Leserfrage: Kann im Krankenhaus erlaubt sein, was im ambulanten Bereich verboten ist?
Im Leserforum beantworten wir Fragen der Oberärzte, die sie an die OH-Redaktion gerichtet haben.
FRAGE: Die Leitung meiner Klinik möchte ein neues Behandlungsverfahren etablieren, das aus den USA kommt. Ich weiß, dass dieses Verfahren in der ambulanten vertragsärztlichen Versorgung noch nicht zugelassen ist. Kürzlich hat aber ein Kollege berichtet, dass im stationären Bereich neuartige Behandlungsverfahren eher zulässig seien als im ambulanten Bereich. Dies hänge mit den unterschiedlichen Vergütungssystematiken zusammen. Stimmt das? Wie soll ich mich verhalten, wenn die Klinikleitung oder mein Chefarzt auf mich zukommt?
ANTWORT: Tatsächlich unterscheidet sich die Vergütungssystematik des stationären Bereichs erheblich vom vertragsärztlichen Honorarsystem. Dies betrifft insbesondere neuartige Behandlungsmethoden.
Ambulant: Verbot mit Erlaubnisvorbehalt
Für den ambulanten vertragsärztlichen Sektor gilt ein Verbot mit Erlaubnisvorbehalt. Dies bedeutet: Vom Grundsatz her ist erst einmal alles verboten – es sei denn, der G-BA (Gemeinsamer Bundesausschuss) hat die Behandlungsmethode als zulässig und abrechnungsfähig anerkannt. Erst dann wird die Methode in den EBM (Einheitlichen Bewertungsmaßstab) aufgenommen.
Stationär: Erlaubnis mit Verbotsvorbehalt
Genau umgekehrt ist es im stationären Sektor: Hier gilt eine Erlaubnis mit Verbotsvorbehalt: Es ist zunächst alles erlaubt – es sei denn, der G-BA hat ein Negativ-Votum abgegeben. Das Gesetz fordert allerdings, dass die Methode „das Potenzial einer erforderlichen Behandlungsalternative bietet und ihre Anwendung nach den Regeln der ärztlichen Kunst erfolgt, sie also insbesondere medizinisch indiziert und notwendig ist.“ Liegen diese Voraussetzungen vor, ist ein neuartiges Behandlungsverfahren stationär zulässig und abrechenbar – auch ohne Positiv-Votum des G-BA.

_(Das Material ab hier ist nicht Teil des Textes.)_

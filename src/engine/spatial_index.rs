//! Spatial indexing for plaza prefiltering.
//!
//! Uses an R-tree to efficiently locate plazas inside a route's bounding
//! box instead of scanning the whole reference data set per query.

use rstar::{RTree, RTreeObject, AABB};

use crate::{Bounds, TollPlaza};

/// Plaza position wrapper for R-tree indexing.
///
/// Envelope coordinates are `[lng, lat]`.
#[derive(Debug, Clone)]
pub struct PlazaPosition {
    /// Index into the owning snapshot's plaza vector.
    pub plaza_idx: usize,
    pub position: [f64; 2],
}

impl RTreeObject for PlazaPosition {
    type Envelope = AABB<[f64; 2]>;

    fn envelope(&self) -> Self::Envelope {
        AABB::from_point(self.position)
    }
}

/// R-tree over plaza coordinates.
///
/// Built once per snapshot; never mutated afterwards.
#[derive(Debug)]
pub struct SpatialIndex {
    tree: RTree<PlazaPosition>,
}

impl Default for SpatialIndex {
    fn default() -> Self {
        Self::new()
    }
}

impl SpatialIndex {
    /// Create a new empty spatial index.
    pub fn new() -> Self {
        Self { tree: RTree::new() }
    }

    /// Bulk-load an index over a plaza slice.
    pub fn from_plazas(plazas: &[TollPlaza]) -> Self {
        let positions: Vec<PlazaPosition> = plazas
            .iter()
            .enumerate()
            .map(|(i, p)| PlazaPosition {
                plaza_idx: i,
                position: [p.longitude, p.latitude],
            })
            .collect();

        Self {
            tree: RTree::bulk_load(positions),
        }
    }

    /// Indices of plazas that lie inside the given bounds.
    pub fn query_bounds(&self, bounds: &Bounds) -> Vec<usize> {
        let envelope = AABB::from_corners(
            [bounds.min_lng, bounds.min_lat],
            [bounds.max_lng, bounds.max_lat],
        );

        self.tree
            .locate_in_envelope(&envelope)
            .map(|p| p.plaza_idx)
            .collect()
    }

    /// Get the number of indexed plazas.
    pub fn len(&self) -> usize {
        self.tree.size()
    }

    /// Check if the index is empty.
    pub fn is_empty(&self) -> bool {
        self.tree.size() == 0
    }
}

Die Begründung des Gesetzgebers für die unterschiedliche Systematik: Im stationären Bereich bestehe eine höhere Kontrolldichte, da sich die Klinikärzte gegenseitig im Auge hätten. Im Ergebnis lässt sich sagen: Wenn eine neuartige Behandlungsmethode für den ambulanten vertragsärztlichen Bereich (noch) nicht zugelassen ist, heißt dies nicht zwingend, dass die Etablierung dieser Methode auch im stationären Bereich a priori verboten wäre. Aber auch im stationären Bereich gilt das Wirtschaftlichkeitsgebot: Alle Leistungen müssen ausreichend, zweckmäßig und wirtschaftlich sein und dürfen das Maß des medizinisch Notwendigen nicht überschreiten.
Liegen diese Voraussetzungen vor, kann eine Behandlungsmethode in der Klinik anwendbar sein, selbst wenn sie im ambulanten Bereich unzulässig ist.